--- Data section ---

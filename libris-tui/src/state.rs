//! Application state and view state definitions.
//!
//! The app owns no catalog data. It holds the search parameters and one
//! observer per visible query, and after every event turns the observers'
//! snapshots into the view states the renderer draws.

use crate::keys::Action;
use crate::nav::{Focus, Screen};
use crate::notifications::{Notification, NotificationLevel};
use crate::queries::BookQueries;
use crate::theme::Theme;
use libris_core::{
    max_pages, Author, BookDetail, BookId, LibrisResult, QueryKey, SearchPage, SearchResult,
};
use libris_storage::{CacheEvent, ObserveOptions, QueryClient, QueryObserver, QueryResult};
use std::time::Duration;
use tui_textarea::TextArea;

const MAX_NOTIFICATIONS: usize = 20;
const NOTIFICATION_TTL: Duration = Duration::from_secs(5);

/// What the result area shows.
#[derive(Debug, Clone, PartialEq)]
pub enum ResultsState {
    /// No search yet.
    Empty,
    Pending,
    Error(String),
    NoResults,
    Ready {
        page: SearchPage,
        /// The page belongs to the previous page number and is shown dimmed.
        placeholder: bool,
        fetching: bool,
    },
}

impl ResultsState {
    pub fn from_query(result: QueryResult<SearchPage>) -> Self {
        if result.is_pending() {
            return if result.is_fetching() {
                ResultsState::Pending
            } else {
                ResultsState::Empty
            };
        }
        if result.is_error() {
            let message = result
                .error
                .map(|e| e.to_string())
                .unwrap_or_else(|| "Unknown error".to_string());
            return ResultsState::Error(message);
        }
        let fetching = result.is_fetching();
        match result.data {
            Some(page) if page.is_empty() => ResultsState::NoResults,
            Some(page) => ResultsState::Ready {
                page,
                placeholder: result.is_placeholder_data,
                fetching,
            },
            None => ResultsState::Pending,
        }
    }

    pub fn page(&self) -> Option<&SearchPage> {
        match self {
            ResultsState::Ready { page, .. } => Some(page),
            _ => None,
        }
    }

    pub fn docs(&self) -> &[SearchResult] {
        self.page().map(|page| page.docs.as_slice()).unwrap_or(&[])
    }

    pub fn max_pages(&self) -> u32 {
        self.page().map(|page| max_pages(page.num_found)).unwrap_or(0)
    }

    pub fn is_placeholder(&self) -> bool {
        matches!(self, ResultsState::Ready { placeholder: true, .. })
    }
}

#[derive(Debug, Clone, PartialEq)]
pub enum AuthorState {
    /// The book names no author.
    Unknown,
    Pending,
    Error(String),
    Ready(Author),
}

#[derive(Debug, Clone, PartialEq)]
pub enum DetailState {
    Closed,
    Pending,
    Error(String),
    Ready {
        book: BookDetail,
        author: AuthorState,
        fetching: bool,
    },
}

pub struct App {
    pub client: QueryClient,
    pub queries: BookQueries,
    pub theme: Theme,
    pub screen: Screen,
    pub focus: Focus,
    pub input: TextArea<'static>,

    pub filter: String,
    pub page: u32,
    pub selected: usize,
    pub detail_id: Option<BookId>,

    pub results: ResultsState,
    pub detail: DetailState,

    pub notifications: Vec<Notification>,
    pub should_quit: bool,

    list_observer: QueryObserver<SearchPage>,
    detail_observer: QueryObserver<BookDetail>,
    author_observer: QueryObserver<Author>,
}

impl App {
    pub fn new(client: QueryClient, queries: BookQueries) -> Self {
        let mut input = TextArea::default();
        input.set_placeholder_text("Search books by title, author or subject");
        Self {
            list_observer: client.subscribe(),
            detail_observer: client.subscribe(),
            author_observer: client.subscribe(),
            client,
            queries,
            theme: Theme::default(),
            screen: Screen::Search,
            focus: Focus::Input,
            input,
            filter: String::new(),
            page: 1,
            selected: 0,
            detail_id: None,
            results: ResultsState::Empty,
            detail: DetailState::Closed,
            notifications: Vec::new(),
            should_quit: false,
        }
    }

    pub fn apply(&mut self, action: Action) {
        match action {
            Action::Quit => self.should_quit = true,
            Action::Edit(key) => {
                self.input.input(key);
            }
            Action::Submit => self.submit(),
            Action::ToggleFocus => self.focus = self.focus.toggle(),
            Action::MoveUp => self.select_prev(),
            Action::MoveDown => self.select_next(),
            Action::PrevPage => self.prev_page(),
            Action::NextPage => self.next_page(),
            Action::Open => self.open_selected(),
            Action::Back => self.close_detail(),
            Action::Refresh => self.refresh(),
        }
    }

    pub fn list_key(&self) -> QueryKey {
        QueryKey::book_list(self.filter.clone(), self.page)
    }

    pub fn selected_result(&self) -> Option<&SearchResult> {
        self.results.docs().get(self.selected)
    }

    /// Text currently typed into the search form.
    pub fn input_text(&self) -> String {
        self.input.lines().join(" ")
    }

    pub fn submit(&mut self) {
        let text = self.input_text();
        self.submit_filter(&text);
        if !self.filter.is_empty() {
            self.focus = Focus::Results;
        }
    }

    /// Search for `filter`. A new filter starts again at page 1; submitting
    /// the current filter again changes nothing.
    pub fn submit_filter(&mut self, filter: &str) {
        let filter = filter.trim();
        if filter == self.filter {
            return;
        }
        tracing::debug!(filter, "Filter changed");
        self.filter = filter.to_string();
        self.page = 1;
        self.selected = 0;
        self.sync();
    }

    pub fn next_page(&mut self) {
        if self.page < self.results.max_pages() {
            self.set_page(self.page + 1);
        }
    }

    pub fn prev_page(&mut self) {
        if self.page > 1 {
            self.set_page(self.page - 1);
        }
    }

    fn set_page(&mut self, page: u32) {
        self.page = page;
        self.selected = 0;
        self.sync();
    }

    pub fn select_next(&mut self) {
        let len = self.results.docs().len();
        if len > 0 && self.selected + 1 < len {
            self.selected += 1;
            self.prefetch_selected();
        }
    }

    pub fn select_prev(&mut self) {
        if self.selected > 0 {
            self.selected -= 1;
            self.prefetch_selected();
        }
    }

    /// Warm the cache with the selected book's details.
    pub fn prefetch_selected(&self) {
        if self.results.is_placeholder() {
            return;
        }
        let Some(result) = self.selected_result() else {
            return;
        };
        let Ok(handle) = tokio::runtime::Handle::try_current() else {
            return;
        };
        let client = self.client.clone();
        let desc = self.queries.details(&result.id);
        handle.spawn(async move {
            client.prefetch_query(&desc).await;
        });
    }

    pub fn open_selected(&mut self) {
        if let Some(id) = self.selected_result().map(|result| result.id.clone()) {
            self.open_detail(id);
        }
    }

    pub fn open_detail(&mut self, id: BookId) {
        tracing::debug!(book = %id, "Opening detail");
        self.detail_id = Some(id);
        self.screen = Screen::Detail;
        self.sync();
    }

    pub fn close_detail(&mut self) {
        self.detail_id = None;
        self.screen = Screen::Search;
        self.detail_observer.detach();
        self.author_observer.detach();
        self.detail = DetailState::Closed;
        self.sync();
    }

    /// Mark the visible queries stale and refetch them.
    pub fn refresh(&mut self) {
        let keys = match (&self.screen, &self.detail_id) {
            (Screen::Detail, Some(id)) => {
                let mut keys = vec![QueryKey::book_detail(id.clone())];
                if let DetailState::Ready { book, .. } = &self.detail {
                    if book.author_id.is_some() {
                        keys.push(QueryKey::author_detail(book.author_id.clone()));
                    }
                }
                keys
            }
            _ => vec![self.list_key()],
        };
        for key in &keys {
            if let Err(err) = self.client.invalidate(key) {
                self.notify(NotificationLevel::Error, format!("Refresh failed: {}", err));
            }
        }
        self.sync();
    }

    pub fn on_cache_event(&mut self, event: &CacheEvent) {
        let relevant = match event {
            CacheEvent::Updated(key) | CacheEvent::Removed(key) => self.observes(key),
            CacheEvent::Cleared => true,
        };
        if relevant {
            self.sync();
        }
    }

    pub fn on_tick(&mut self) {
        match self.client.gc() {
            Ok(0) => {}
            Ok(evicted) => tracing::debug!(evicted, "Evicted unused queries"),
            Err(err) => tracing::warn!(error = %err, "Garbage collection failed"),
        }
        let now = chrono::Utc::now();
        self.notifications
            .retain(|note| !note.is_expired(NOTIFICATION_TTL, now));
    }

    fn observes(&self, key: &QueryKey) -> bool {
        [
            self.list_observer.key(),
            self.detail_observer.key(),
            self.author_observer.key(),
        ]
        .into_iter()
        .flatten()
        .any(|observed| observed == key)
    }

    /// Re-read every visible query and rebuild the view states.
    pub fn sync(&mut self) {
        if let Err(err) = self.sync_results() {
            self.notify(NotificationLevel::Error, err.to_string());
        }
        if let Err(err) = self.sync_detail() {
            self.notify(NotificationLevel::Error, err.to_string());
        }
    }

    fn sync_results(&mut self) -> LibrisResult<()> {
        let desc = self.queries.list(&self.filter, self.page);
        let filter = self.filter.clone();
        // Keep the previous page on screen only while paging the same filter.
        let options = ObserveOptions::new().with_placeholder_data(
            move |previous: Option<&SearchPage>, key: Option<&QueryKey>| {
                let same_filter = key
                    .and_then(QueryKey::list_params)
                    .is_some_and(|params| params.filter == filter);
                if same_filter {
                    previous.cloned()
                } else {
                    None
                }
            },
        );
        let result = self.list_observer.observe(&desc, &options)?;
        self.results = ResultsState::from_query(result);

        let len = self.results.docs().len();
        if self.selected >= len {
            self.selected = len.saturating_sub(1);
        }
        Ok(())
    }

    fn sync_detail(&mut self) -> LibrisResult<()> {
        let Some(id) = self.detail_id.clone() else {
            self.detail = DetailState::Closed;
            return Ok(());
        };

        let desc = self.queries.details(&id);
        let client = self.client.clone();
        let list_key = self.list_key();
        // Title, author and cover come from the list entry until the record lands.
        let options = ObserveOptions::new().with_initial_data(move || {
            client
                .get_query_data::<SearchPage>(&list_key)
                .ok()
                .flatten()
                .and_then(|page| page.find(&id).map(BookDetail::skeleton))
        });
        let result = self.detail_observer.observe(&desc, &options)?;

        self.detail = if result.is_error() {
            DetailState::Error(
                result
                    .error
                    .map(|e| e.to_string())
                    .unwrap_or_else(|| "Unknown error".to_string()),
            )
        } else {
            let fetching = result.is_fetching();
            match result.data {
                Some(book) => {
                    let author = self.sync_author(&book)?;
                    DetailState::Ready {
                        book,
                        author,
                        fetching,
                    }
                }
                None => DetailState::Pending,
            }
        };
        Ok(())
    }

    fn sync_author(&mut self, book: &BookDetail) -> LibrisResult<AuthorState> {
        let desc = self.queries.author(book.author_id.as_ref());
        let result = self.author_observer.observe(&desc, &ObserveOptions::new())?;
        if book.author_id.is_none() {
            return Ok(AuthorState::Unknown);
        }
        Ok(if result.is_error() {
            AuthorState::Error(
                result
                    .error
                    .map(|e| e.to_string())
                    .unwrap_or_else(|| "Unknown error".to_string()),
            )
        } else {
            match result.data {
                Some(author) => AuthorState::Ready(author),
                None => AuthorState::Pending,
            }
        })
    }

    pub fn notify(&mut self, level: NotificationLevel, message: impl Into<String>) {
        let message = message.into();
        if level == NotificationLevel::Error {
            tracing::error!(%message, "Notification");
        }
        self.notifications.push(Notification::new(level, message));
        if self.notifications.len() > MAX_NOTIFICATIONS {
            let overflow = self.notifications.len() - MAX_NOTIFICATIONS;
            self.notifications.drain(0..overflow);
        }
    }
}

---

• What to do:
Would you copy out each line of the records above where the word "NotificationLevel" occurs?

• Expected answer:
use crate::notifications::{Notification, NotificationLevel};
                self.notify(NotificationLevel::Error, format!("Refresh failed: {}", err));
            self.notify(NotificationLevel::Error, err.to_string());
            self.notify(NotificationLevel::Error, err.to_string());
    pub fn notify(&mut self, level: NotificationLevel, message: impl Into<String>) {
        if level == NotificationLevel::Error {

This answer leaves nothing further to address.